Answer Boundary
Forces the model to commit to a final, discrete answer after reasoning, so the result is explicit and separable.

Problem
Reasoning and conclusion blend together, leaving no clean final decision for action, comparison, or automation.
Solution
Add an explicit commitment boundary and require a discrete final answer token/line/label. This does not improve correctness directly; it guarantees a separable commitment after reasoning.
Example
One worked example. The book has 2–4 per technique.
Classify the following support ticket by priority. Ticket: "Our entire sales team (12 people) cannot access the CRM since this morning. We have client calls starting in 2 hours and no access to account histories." Think through the impact, then classify as exactly one of: P1-CRITICAL, P2-HIGH, P3-MEDIUM, P4-LOW.
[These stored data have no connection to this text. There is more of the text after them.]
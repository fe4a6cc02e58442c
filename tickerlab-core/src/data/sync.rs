//! Cache-aware sync orchestrator.
//!
//! Given symbols and a requested [start, end] range, serves every symbol the
//! store already covers straight from disk and batches the rest into a
//! single provider call. Fetched frames are cleaned, upserted into the
//! store, and merged into the in-memory result.
//!
//! Fetch policy: a request is a cache hit only when the stored range spans
//! it — stored min at-or-before the requested start, stored max no more than
//! a one-day grace buffer before the requested end. A miss re-fetches the
//! whole requested range (no edge gap-fill).

use super::clean::clean_bars;
use super::provider::{MarketDataProvider, ProviderError};
use super::store::{BarStore, StoreError};
use crate::domain::{canonical_symbol, Bar, Interval};
use chrono::{Duration as ChronoDuration, NaiveDateTime};
use std::collections::BTreeMap;
use std::time::Duration;
use thiserror::Error;
use tracing::{debug, info, warn};

/// Retry envelope around external calls: 3 attempts, doubling delay.
pub const FETCH_ATTEMPTS: u32 = 3;
const FETCH_BASE_DELAY: Duration = Duration::from_millis(500);

/// Requested end may exceed stored coverage by this much and still count as
/// covered (today's bar often isn't closed yet).
const COVERAGE_GRACE_DAYS: i64 = 1;

#[derive(Debug, Error)]
pub enum SyncError {
    #[error(transparent)]
    Store(#[from] StoreError),
}

/// What a sync run did for one symbol.
#[derive(Debug, Clone, PartialEq, Eq)]
pub enum SymbolStatus {
    /// Requested range was already covered; served from the store.
    FromStore,
    /// Fetched from the provider and upserted.
    Fetched,
    /// Provider had nothing for this symbol (unknown, delisted, or empty).
    NoData,
    /// Provider call failed after retries.
    Failed(String),
}

/// One sync request: symbols, range, interval, and the opt-in toggles.
#[derive(Debug, Clone)]
pub struct SyncRequest {
    pub symbols: Vec<String>,
    pub start: NaiveDateTime,
    pub end: NaiveDateTime,
    pub interval: Interval,
    pub fill_missing: bool,
    pub include_options: bool,
}

/// Result of a sync run: per-symbol bars plus per-symbol status.
#[derive(Debug)]
pub struct SyncOutcome {
    /// Ordered map symbol → bars covering the requested range. Symbols with
    /// `NoData` or `Failed` status are absent.
    pub data: BTreeMap<String, Vec<Bar>>,
    pub statuses: BTreeMap<String, SymbolStatus>,
    /// Per-symbol options fetch failures (the options path never blocks bars).
    pub options_failures: Vec<(String, String)>,
}

impl SyncOutcome {
    pub fn all_succeeded(&self) -> bool {
        self.statuses
            .values()
            .all(|s| matches!(s, SymbolStatus::FromStore | SymbolStatus::Fetched))
    }
}

/// Decide whether the stored coverage satisfies the request.
fn needs_fetch(
    coverage: Option<(NaiveDateTime, NaiveDateTime)>,
    start: NaiveDateTime,
    end: NaiveDateTime,
) -> bool {
    match coverage {
        None => true,
        Some((min_ts, max_ts)) => {
            start < min_ts || end > max_ts + ChronoDuration::days(COVERAGE_GRACE_DAYS)
        }
    }
}

/// Run a bounded-retry loop around an external call.
fn with_retries<T>(
    what: &str,
    mut call: impl FnMut() -> Result<T, ProviderError>,
) -> Result<T, ProviderError> {
    let mut delay = FETCH_BASE_DELAY;
    let mut attempt = 1;
    loop {
        match call() {
            Ok(v) => return Ok(v),
            Err(e) if attempt < FETCH_ATTEMPTS => {
                warn!(%what, %attempt, error = %e, "external call failed, retrying");
                std::thread::sleep(delay);
                delay *= 2;
                attempt += 1;
            }
            Err(e) => return Err(e),
        }
    }
}

/// Sync bars for a batch of symbols.
///
/// Store failures are fatal (silent data loss is worse than stopping);
/// provider failures degrade to per-symbol `Failed`/`NoData` statuses so one
/// bad instrument never aborts the rest of the batch.
pub fn sync_bars(
    provider: &dyn MarketDataProvider,
    store: &BarStore,
    request: &SyncRequest,
) -> Result<SyncOutcome, SyncError> {
    let mut data = BTreeMap::new();
    let mut statuses = BTreeMap::new();
    let mut to_fetch: Vec<String> = Vec::new();

    for raw in &request.symbols {
        let symbol = canonical_symbol(raw);
        if statuses.contains_key(&symbol) {
            continue; // request listed the symbol twice
        }
        let coverage = store.coverage(&symbol, request.interval);
        if needs_fetch(coverage, request.start, request.end) {
            debug!(%symbol, ?coverage, "coverage miss, scheduling fetch");
            statuses.insert(symbol.clone(), SymbolStatus::Fetched);
            to_fetch.push(symbol);
        } else {
            debug!(%symbol, ?coverage, "coverage hit, serving from store");
            let bars = store.read_range(
                &symbol,
                request.interval,
                Some(request.start),
                Some(request.end),
            )?;
            statuses.insert(symbol.clone(), SymbolStatus::FromStore);
            data.insert(symbol, bars);
        }
    }

    if !to_fetch.is_empty() {
        info!(count = to_fetch.len(), "fetching symbols from provider");
        let fetched = with_retries("fetch_bars", || {
            provider.fetch_bars(&to_fetch, request.start, request.end, request.interval)
        });
        match fetched {
            Ok(mut frames) => {
                for symbol in &to_fetch {
                    match frames.remove(symbol) {
                        Some(bars) if !bars.is_empty() => {
                            let cleaned = clean_bars(bars, request.fill_missing);
                            store.upsert(symbol, request.interval, &cleaned)?;
                            // Providers may over-deliver; the store keeps the
                            // full batch but downstream only sees the range.
                            let in_range: Vec<Bar> = cleaned
                                .into_iter()
                                .filter(|b| b.ts >= request.start && b.ts <= request.end)
                                .collect();
                            data.insert(symbol.clone(), in_range);
                        }
                        _ => {
                            warn!(%symbol, "provider returned no data, skipping downstream");
                            statuses.insert(symbol.clone(), SymbolStatus::NoData);
                        }
                    }
                }
            }
            Err(e) => {
                warn!(error = %e, "provider batch failed after retries");
                for symbol in &to_fetch {
                    statuses.insert(symbol.clone(), SymbolStatus::Failed(e.to_string()));
                }
            }
        }
    }

    let mut options_failures = Vec::new();
    if request.include_options {
        for raw in &request.symbols {
            let symbol = canonical_symbol(raw);
            let chain = with_retries("fetch_option_chain", || {
                provider.fetch_option_chain(&symbol)
            });
            match chain {
                Ok(contracts) => store.write_option_chain(&symbol, &contracts)?,
                Err(e) => {
                    warn!(%symbol, error = %e, "options fetch failed");
                    options_failures.push((symbol, e.to_string()));
                }
            }
        }
    }

    Ok(SyncOutcome {
        data,
        statuses,
        options_failures,
    })
}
The issue affects an entire team of 12 people with a hard deadline in 2 hours. The CRM is a core business tool; without it, client-facing calls will proceed without account context, which risks deal quality and customer perception. This is not a partial degradation; it is a full access outage for a revenue-generating function with an imminent business impact. Classification: P1-CRITICAL
Techniques
Concrete ways to implement Answer Boundary. Each technique fits a different situation.
- 01
Open Answer
Require a final answer in the model's own words after a marker like "Assessment:" or "Decision:" so a nuanced conclusion stays extractable.
- 02
Constrained Answer
Require the model to commit to exactly one label from a predefined set so outputs are comparable across runs and parseable without ambiguity.